Issue (i): Whether land included in the general register of revenue-paying lands, though allegedly entered without authority under the earlier registration law, is an "estate" within the meaning of the Orissa Estates Abolition Act, 1951.
Analysis: The definition of "estate" in the Abolition Act turned on factual inclusion in the specified register prepared and maintained under the law for the time being in force. The Court held that the validity of the original entry under the Bengal Land Registration Act, 1876, was not material for construing the Abolition Act. The Act did not require that the land must have been validly or properly entered under the earlier registration law, and the Court declined to read qualifying words into the statutory definition.
Conclusion: The land was an "estate" within the meaning of the Abolition Act, and this contention failed.
Issue (ii): Whether the prior compromise decree precluded the appellant from disputing that his land was held as a permanently settled estate and from denying the status on which the respondent relied.
Analysis: The earlier litigation had directly raised the appellant's status and the rights flowing from it. The pleadings, trial findings, and compromise terms showed that the parties treated the appellant's position as that of the holder of a permanently settled estate, and the compromise operated as an estoppel by judgment as well as by representation. The Court held that the status question was not collateral but central to the earlier dispute, and the compromise concessions furnished sufficient basis for estoppel.
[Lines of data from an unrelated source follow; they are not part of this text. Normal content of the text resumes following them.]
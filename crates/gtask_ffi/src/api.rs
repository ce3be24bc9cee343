//! FFI use-case API for embedding task viewers.
//!
//! # Responsibility
//! - Expose the task session as sync, use-case-level functions via FRB.
//! - Hold the single per-process session between calls.
//!
//! # Invariants
//! - Exported functions must not panic across FFI boundary.
//! - Element ids cross the boundary in their `node:<n>` / `task:<n>` text
//!   form.
//! - Session calls before `session_open` fail with a message, never panic.

use gtask_core::{
    core_version as core_version_inner, init_logging as init_logging_inner, outline,
    ping as ping_inner, ElementId, NodeId, OutlineRow, SessionError, StoreConfig, TaskSession,
    TaskStore,
};
use log::warn;
use std::fmt::Display;
use std::sync::Mutex;

static SESSION: Mutex<Option<TaskSession>> = Mutex::new(None);

/// Minimal health-check API for FRB smoke integration.
///
/// # FFI contract
/// - Sync call, non-blocking.
/// - Never throws; always returns a UTF-8 string.
#[flutter_rust_bridge::frb(sync)]
pub fn ping() -> String {
    ping_inner().to_owned()
}

/// Expose core crate version through FFI.
#[flutter_rust_bridge::frb(sync)]
pub fn core_version() -> String {
    core_version_inner().to_owned()
}

/// Initializes Rust core logging once per process.
///
/// Input semantics:
/// - `level`: one of `trace|debug|info|warn|error` (case-insensitive).
/// - `log_dir`: absolute directory path where rolling logs are written.
///
/// # FFI contract
/// - Safe to call repeatedly with the same `level + log_dir` (idempotent).
/// - Never panics; returns empty string on success and error message on failure.
#[flutter_rust_bridge::frb(sync)]
pub fn init_logging(level: String, log_dir: String) -> String {
    match init_logging_inner(level.as_str(), log_dir.as_str()) {
        Ok(()) => String::new(),
        Err(err) => err,
    }
}

/// Generic action response envelope.
#[derive(Debug, Clone, PartialEq, Eq)]
pub struct ActionResponse {
    /// Whether operation succeeded.
    pub ok: bool,
    /// Element created or touched by the call, in text form.
    pub element_id: Option<String>,
    /// Human-readable response message for diagnostics/UI.
    pub message: String,
}

impl ActionResponse {
    fn success(message: impl Into<String>, element_id: Option<String>) -> Self {
        Self {
            ok: true,
            element_id,
            message: message.into(),
        }
    }

    fn failure(message: impl Into<String>) -> Self {
        Self {
            ok: false,
            element_id: None,
            message: message.into(),
        }
    }
}

/// One visible outline row.
#[derive(Debug, Clone, PartialEq)]
pub struct OutlineItem {
    pub element_id: String,
    /// `node` or `task`.
    pub kind: String,
    pub depth: u32,
    pub name: String,
    /// Expanded flag for nodes, done flag for tasks.
    pub checked: bool,
    /// Subtree completion for nodes; `0.0` for tasks.
    pub percent: f64,
}

/// Root completion summary.
#[derive(Debug, Clone, PartialEq)]
pub struct StatsResponse {
    pub done: u32,
    pub total: u32,
    pub percent: f64,
    pub message: String,
}

/// Opens the task file under `data_dir`, replacing any open session.
///
/// An open session is saved before it is replaced; when that save fails the
/// open fails and the previous session stays in place. Empty `data_dir`
/// falls back to `GTASK_DATA_DIR` or `./G Task`.
///
/// # FFI contract
/// - Sync call; performs file I/O.
/// - Never panics.
#[flutter_rust_bridge::frb(sync)]
pub fn session_open(data_dir: String) -> ActionResponse {
    let trimmed = data_dir.trim();
    let config = if trimmed.is_empty() {
        StoreConfig::from_env()
    } else {
        StoreConfig::new(trimmed)
    };

    let opened = TaskStore::open(config).map_err(SessionError::from).and_then(TaskSession::open);
    let session = match opened {
        Ok(session) => session,
        Err(err) => return ActionResponse::failure(format!("session_open failed: {err}")),
    };

    let Ok(mut slot) = SESSION.lock() else {
        return ActionResponse::failure("session_open failed: session lock poisoned");
    };
    if let Some(previous) = slot.take() {
        if let Err(err) = previous.close() {
            warn!("event=ffi_session_replace module=ffi status=error");
            let message = format!("session_open failed: open session not saved: {err}");
            *slot = Some(err.into_session());
            return ActionResponse::failure(message);
        }
    }
    let root = session.tree().root_id().to_string();
    *slot = Some(session);
    ActionResponse::success("Session opened.", Some(root))
}

/// Returns the visible outline rows; empty when no session is open.
#[flutter_rust_bridge::frb(sync)]
pub fn session_outline() -> Vec<OutlineItem> {
    with_session(|session| Ok(outline(session.tree())))
        .map(|rows| rows.into_iter().map(to_outline_item).collect())
        .unwrap_or_default()
}

/// Adds a default task under `parent` (a node id), or under the root.
#[flutter_rust_bridge::frb(sync)]
pub fn session_add_task(parent: Option<String>) -> ActionResponse {
    respond("session_add_task", "Task added.", |session| {
        let parent = parse_parent(parent)?;
        let id = session.add_task(parent).map_err(to_message)?;
        Ok(Some(id.to_string()))
    })
}

/// Adds a default node under `parent` (a node id), or under the root.
#[flutter_rust_bridge::frb(sync)]
pub fn session_add_node(parent: Option<String>) -> ActionResponse {
    respond("session_add_node", "Node added.", |session| {
        let parent = parse_parent(parent)?;
        let id = session.add_node(parent).map_err(to_message)?;
        Ok(Some(id.to_string()))
    })
}

/// Toggles done for a task or expanded for a node.
#[flutter_rust_bridge::frb(sync)]
pub fn session_toggle(element_id: String) -> ActionResponse {
    respond("session_toggle", "Toggled.", |session| {
        let id = parse_element(&element_id)?;
        let toggled = match id {
            ElementId::Node(node) => session.toggle_expanded(node),
            ElementId::Task(task) => session.toggle_done(task),
        };
        toggled.map_err(to_message)?;
        Ok(Some(id.to_string()))
    })
}

/// Renames a node or task.
#[flutter_rust_bridge::frb(sync)]
pub fn session_rename(element_id: String, name: String) -> ActionResponse {
    respond("session_rename", "Renamed.", |session| {
        let id = parse_element(&element_id)?;
        session.rename(id, name).map_err(to_message)?;
        Ok(Some(id.to_string()))
    })
}

/// Removes a node (with its subtree) or a task.
#[flutter_rust_bridge::frb(sync)]
pub fn session_remove(element_id: String) -> ActionResponse {
    respond("session_remove", "Removed.", |session| {
        let id = parse_element(&element_id)?;
        if session.delete(id).map_err(to_message)? {
            Ok(Some(id.to_string()))
        } else {
            Err(format!("element not found: {id}"))
        }
    })
}

/// Returns root completion counts.
#[flutter_rust_bridge::frb(sync)]
pub fn session_stats() -> StatsResponse {
    match with_session(|session| Ok(session.completion())) {
        Ok(completion) => StatsResponse {
            done: saturating_u32(completion.done),
            total: saturating_u32(completion.total),
            percent: completion.percent(),
            message: format!("{}/{} ({completion}%)", completion.done, completion.total),
        },
        Err(err) => StatsResponse {
            done: 0,
            total: 0,
            percent: 0.0,
            message: format!("session_stats failed: {err}"),
        },
    }
}

/// Saves the open session (with backup) and closes it.
///
/// A failed save keeps the session open so the host can retry.
#[flutter_rust_bridge::frb(sync)]
pub fn session_close() -> ActionResponse {
    let Ok(mut slot) = SESSION.lock() else {
        return ActionResponse::failure("session_close failed: session lock poisoned");
    };
    let Some(session) = slot.take() else {
        return ActionResponse::failure("session_close failed: no open session");
    };
    match session.close() {
        Ok(outcome) => ActionResponse::success(
            format!("Saved {} bytes.", outcome.bytes_written),
            None,
        ),
        Err(err) => {
            let message = format!("session_close failed: {err}");
            *slot = Some(err.into_session());
            ActionResponse::failure(message)
        }
    }
}

fn respond(
    operation: &str,
    message: &str,
    f: impl FnOnce(&mut TaskSession) -> Result<Option<String>, String>,
) -> ActionResponse {
    match with_session(f) {
        Ok(element_id) => ActionResponse::success(message, element_id),
        Err(err) => ActionResponse::failure(format!("{operation} failed: {err}")),
    }
}

fn with_session<T>(
    f: impl FnOnce(&mut TaskSession) -> Result<T, String>,
) -> Result<T, String> {
    let mut slot = SESSION
        .lock()
        .map_err(|_| "session lock poisoned".to_string())?;
    let session = slot.as_mut().ok_or_else(|| "no open session".to_string())?;
    f(session)
}

fn parse_element(raw: &str) -> Result<ElementId, String> {
    raw.parse::<ElementId>().map_err(to_message)
}

fn parse_parent(raw: Option<String>) -> Result<Option<NodeId>, String> {
    match raw.as_deref().map(str::trim) {
        None | Some("") => Ok(None),
        Some(value) => value
            .parse::<NodeId>()
            .map(Some)
            .map_err(to_message),
    }
}

fn to_message(err: impl Display) -> String {
    err.to_string()
}

fn to_outline_item(row: OutlineRow) -> OutlineItem {
    match row {
        OutlineRow::Node {
            id,
            depth,
            name,
            expanded,
            completion,
        } => OutlineItem {
            element_id: id.to_string(),
            kind: "node".to_string(),
            depth: saturating_u32(depth),
            name,
            checked: expanded,
            percent: completion.percent(),
        },
        OutlineRow::Task {
            id,
            depth,
            name,
            done,
        } => OutlineItem {
            element_id: id.to_string(),
            kind: "task".to_string(),
            depth: saturating_u32(depth),
            name,
            checked: done,
            percent: 0.0,
        },
    }
}

fn saturating_u32(value: usize) -> u32 {
    u32::try_from(value).unwrap_or(u32::MAX)
}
Conclusion: The appellant was estopped from reasserting the contrary status, and this contention also failed.
Final Conclusion: The appeal failed on the two substantive questions decided, and the respondent's position was upheld without the Court having to pronounce on the remaining points.
Ratio Decidendi: Where a statute defines a class of land by reference to its inclusion in a specified register, factual inclusion is sufficient unless the statute expressly requires valid inclusion under the earlier law, and a compromise decree may operate as estoppel where the earlier proceeding directly determined the same foundational status.